▸ Work task: Please copy each line of the data that includes the string "against".
#####
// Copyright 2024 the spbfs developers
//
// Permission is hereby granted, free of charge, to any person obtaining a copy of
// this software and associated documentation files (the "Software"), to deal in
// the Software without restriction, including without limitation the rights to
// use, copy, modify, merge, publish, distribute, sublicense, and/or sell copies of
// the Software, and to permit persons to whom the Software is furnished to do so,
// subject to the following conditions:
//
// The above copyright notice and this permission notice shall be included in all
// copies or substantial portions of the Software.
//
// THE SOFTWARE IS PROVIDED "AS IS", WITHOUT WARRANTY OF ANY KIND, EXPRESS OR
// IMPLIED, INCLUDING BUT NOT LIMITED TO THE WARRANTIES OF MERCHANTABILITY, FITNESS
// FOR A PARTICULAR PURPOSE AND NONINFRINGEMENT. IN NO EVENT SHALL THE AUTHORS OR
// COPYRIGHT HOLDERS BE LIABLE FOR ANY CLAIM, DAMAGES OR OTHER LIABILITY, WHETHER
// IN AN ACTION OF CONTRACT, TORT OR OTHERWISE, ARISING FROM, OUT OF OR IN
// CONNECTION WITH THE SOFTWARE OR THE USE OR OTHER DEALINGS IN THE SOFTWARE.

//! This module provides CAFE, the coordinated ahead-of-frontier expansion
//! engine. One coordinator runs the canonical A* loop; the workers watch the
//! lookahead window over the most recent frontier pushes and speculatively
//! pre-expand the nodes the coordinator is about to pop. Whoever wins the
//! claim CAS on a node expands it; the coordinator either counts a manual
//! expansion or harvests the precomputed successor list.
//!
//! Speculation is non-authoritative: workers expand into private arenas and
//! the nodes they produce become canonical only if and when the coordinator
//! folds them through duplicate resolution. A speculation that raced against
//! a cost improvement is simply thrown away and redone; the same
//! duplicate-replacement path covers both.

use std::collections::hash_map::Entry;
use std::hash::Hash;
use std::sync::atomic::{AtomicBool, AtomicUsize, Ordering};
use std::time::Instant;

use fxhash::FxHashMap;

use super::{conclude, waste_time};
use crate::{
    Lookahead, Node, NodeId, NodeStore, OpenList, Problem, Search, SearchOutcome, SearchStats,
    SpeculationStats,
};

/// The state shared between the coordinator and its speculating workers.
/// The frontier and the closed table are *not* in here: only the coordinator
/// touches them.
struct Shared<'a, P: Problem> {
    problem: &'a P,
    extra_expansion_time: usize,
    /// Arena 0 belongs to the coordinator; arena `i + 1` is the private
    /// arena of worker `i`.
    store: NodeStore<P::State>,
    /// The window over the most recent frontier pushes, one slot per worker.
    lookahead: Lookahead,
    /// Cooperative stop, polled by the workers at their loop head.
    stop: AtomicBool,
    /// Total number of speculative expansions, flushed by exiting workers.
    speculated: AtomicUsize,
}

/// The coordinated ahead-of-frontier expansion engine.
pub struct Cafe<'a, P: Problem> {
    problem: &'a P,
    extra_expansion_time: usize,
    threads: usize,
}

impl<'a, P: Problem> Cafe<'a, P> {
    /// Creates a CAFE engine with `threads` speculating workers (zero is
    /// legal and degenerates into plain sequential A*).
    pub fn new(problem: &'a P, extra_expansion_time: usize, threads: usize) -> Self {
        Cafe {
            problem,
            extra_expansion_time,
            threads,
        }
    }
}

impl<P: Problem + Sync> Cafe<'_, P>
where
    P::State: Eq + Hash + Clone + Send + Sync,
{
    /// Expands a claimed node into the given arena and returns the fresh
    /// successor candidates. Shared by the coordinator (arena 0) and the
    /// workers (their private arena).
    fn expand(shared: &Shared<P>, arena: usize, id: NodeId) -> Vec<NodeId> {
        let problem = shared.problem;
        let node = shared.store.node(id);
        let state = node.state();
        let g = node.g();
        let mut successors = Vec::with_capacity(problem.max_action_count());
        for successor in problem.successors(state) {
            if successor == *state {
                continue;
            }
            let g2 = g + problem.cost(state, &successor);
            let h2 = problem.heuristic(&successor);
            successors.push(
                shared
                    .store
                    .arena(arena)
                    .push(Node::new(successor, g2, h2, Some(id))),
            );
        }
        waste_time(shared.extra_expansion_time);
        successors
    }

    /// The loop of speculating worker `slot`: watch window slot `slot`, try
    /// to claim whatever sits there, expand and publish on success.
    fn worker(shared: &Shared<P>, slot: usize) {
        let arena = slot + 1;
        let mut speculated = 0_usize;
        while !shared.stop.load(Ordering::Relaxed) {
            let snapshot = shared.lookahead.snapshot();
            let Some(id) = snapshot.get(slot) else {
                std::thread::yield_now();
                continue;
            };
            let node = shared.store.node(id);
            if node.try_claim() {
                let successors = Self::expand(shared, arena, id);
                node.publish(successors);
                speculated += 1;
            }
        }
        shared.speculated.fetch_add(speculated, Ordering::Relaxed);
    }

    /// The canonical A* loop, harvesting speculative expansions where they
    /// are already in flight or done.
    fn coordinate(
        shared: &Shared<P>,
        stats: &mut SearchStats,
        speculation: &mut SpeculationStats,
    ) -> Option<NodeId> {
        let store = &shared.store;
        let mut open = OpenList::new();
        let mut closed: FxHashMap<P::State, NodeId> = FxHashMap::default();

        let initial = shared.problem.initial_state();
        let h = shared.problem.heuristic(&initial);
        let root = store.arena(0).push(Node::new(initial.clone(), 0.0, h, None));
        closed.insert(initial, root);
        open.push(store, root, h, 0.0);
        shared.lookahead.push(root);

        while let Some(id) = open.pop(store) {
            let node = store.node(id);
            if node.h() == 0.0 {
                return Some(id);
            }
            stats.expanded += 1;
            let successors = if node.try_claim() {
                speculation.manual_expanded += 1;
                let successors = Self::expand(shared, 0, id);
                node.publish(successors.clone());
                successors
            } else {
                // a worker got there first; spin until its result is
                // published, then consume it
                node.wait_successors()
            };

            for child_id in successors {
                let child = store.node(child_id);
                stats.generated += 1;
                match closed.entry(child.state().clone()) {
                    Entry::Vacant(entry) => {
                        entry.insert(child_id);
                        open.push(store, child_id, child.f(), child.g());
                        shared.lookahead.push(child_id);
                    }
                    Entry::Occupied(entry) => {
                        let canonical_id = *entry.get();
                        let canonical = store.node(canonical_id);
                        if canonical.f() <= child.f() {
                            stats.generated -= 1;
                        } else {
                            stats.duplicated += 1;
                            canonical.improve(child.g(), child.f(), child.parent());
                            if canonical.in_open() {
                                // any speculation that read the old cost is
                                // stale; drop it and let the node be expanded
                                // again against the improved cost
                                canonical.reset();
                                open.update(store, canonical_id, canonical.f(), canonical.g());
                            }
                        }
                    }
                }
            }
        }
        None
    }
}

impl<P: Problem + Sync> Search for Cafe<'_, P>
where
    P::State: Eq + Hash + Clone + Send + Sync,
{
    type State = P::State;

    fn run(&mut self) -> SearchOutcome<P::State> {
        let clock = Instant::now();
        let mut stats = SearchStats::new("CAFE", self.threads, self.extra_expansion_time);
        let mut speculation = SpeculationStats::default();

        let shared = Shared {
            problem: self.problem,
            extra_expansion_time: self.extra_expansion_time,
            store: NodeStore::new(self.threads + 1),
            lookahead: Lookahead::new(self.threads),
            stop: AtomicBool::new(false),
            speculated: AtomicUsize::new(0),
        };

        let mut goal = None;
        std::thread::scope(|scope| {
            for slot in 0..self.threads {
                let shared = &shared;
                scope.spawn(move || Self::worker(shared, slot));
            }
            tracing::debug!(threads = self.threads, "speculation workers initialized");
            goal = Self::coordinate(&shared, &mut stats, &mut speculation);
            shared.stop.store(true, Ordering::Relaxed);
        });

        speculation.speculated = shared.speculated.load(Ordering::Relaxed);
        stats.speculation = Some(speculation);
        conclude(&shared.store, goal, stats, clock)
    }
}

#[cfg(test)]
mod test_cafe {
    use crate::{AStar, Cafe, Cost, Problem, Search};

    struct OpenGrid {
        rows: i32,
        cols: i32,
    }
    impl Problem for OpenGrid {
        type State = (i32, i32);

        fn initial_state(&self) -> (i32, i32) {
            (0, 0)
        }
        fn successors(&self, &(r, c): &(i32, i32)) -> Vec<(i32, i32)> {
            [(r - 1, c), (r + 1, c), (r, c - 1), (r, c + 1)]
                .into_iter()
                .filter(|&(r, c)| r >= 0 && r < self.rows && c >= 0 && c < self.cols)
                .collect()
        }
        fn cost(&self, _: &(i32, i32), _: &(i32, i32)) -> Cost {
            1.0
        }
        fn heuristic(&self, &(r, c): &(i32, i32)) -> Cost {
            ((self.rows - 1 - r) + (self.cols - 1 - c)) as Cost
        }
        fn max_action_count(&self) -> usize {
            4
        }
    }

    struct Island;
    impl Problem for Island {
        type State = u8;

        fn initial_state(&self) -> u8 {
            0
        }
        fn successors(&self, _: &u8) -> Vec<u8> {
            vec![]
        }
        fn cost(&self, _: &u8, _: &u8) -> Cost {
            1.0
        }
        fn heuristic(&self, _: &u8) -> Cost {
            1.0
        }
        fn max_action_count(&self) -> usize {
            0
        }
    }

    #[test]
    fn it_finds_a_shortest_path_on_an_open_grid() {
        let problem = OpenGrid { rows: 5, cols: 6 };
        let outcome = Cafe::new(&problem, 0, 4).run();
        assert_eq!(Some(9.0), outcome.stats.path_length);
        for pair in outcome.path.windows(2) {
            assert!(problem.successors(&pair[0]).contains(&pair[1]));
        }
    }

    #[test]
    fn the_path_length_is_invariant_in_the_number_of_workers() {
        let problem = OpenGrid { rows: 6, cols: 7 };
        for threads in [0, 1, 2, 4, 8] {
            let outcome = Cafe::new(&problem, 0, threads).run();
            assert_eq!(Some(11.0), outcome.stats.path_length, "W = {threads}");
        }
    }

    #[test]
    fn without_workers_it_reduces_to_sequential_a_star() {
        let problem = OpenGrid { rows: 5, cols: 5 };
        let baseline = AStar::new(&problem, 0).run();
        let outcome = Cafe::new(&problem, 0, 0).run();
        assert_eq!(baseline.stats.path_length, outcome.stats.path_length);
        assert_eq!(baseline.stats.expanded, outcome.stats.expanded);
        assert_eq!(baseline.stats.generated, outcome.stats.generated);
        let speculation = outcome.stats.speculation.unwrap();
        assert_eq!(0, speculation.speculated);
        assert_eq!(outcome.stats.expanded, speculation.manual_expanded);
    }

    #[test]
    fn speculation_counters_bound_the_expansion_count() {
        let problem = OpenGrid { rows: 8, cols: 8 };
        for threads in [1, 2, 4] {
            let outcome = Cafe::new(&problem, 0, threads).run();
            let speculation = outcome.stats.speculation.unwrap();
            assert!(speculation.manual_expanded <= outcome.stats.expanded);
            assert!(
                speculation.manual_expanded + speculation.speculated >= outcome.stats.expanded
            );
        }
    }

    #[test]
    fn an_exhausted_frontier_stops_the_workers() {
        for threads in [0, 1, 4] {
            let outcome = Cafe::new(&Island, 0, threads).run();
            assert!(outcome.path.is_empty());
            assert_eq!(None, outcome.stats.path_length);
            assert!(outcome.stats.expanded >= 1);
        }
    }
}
#####
▸ Written reply:
//! folds them through duplicate resolution. A speculation that raced against
                                // again against the improved cost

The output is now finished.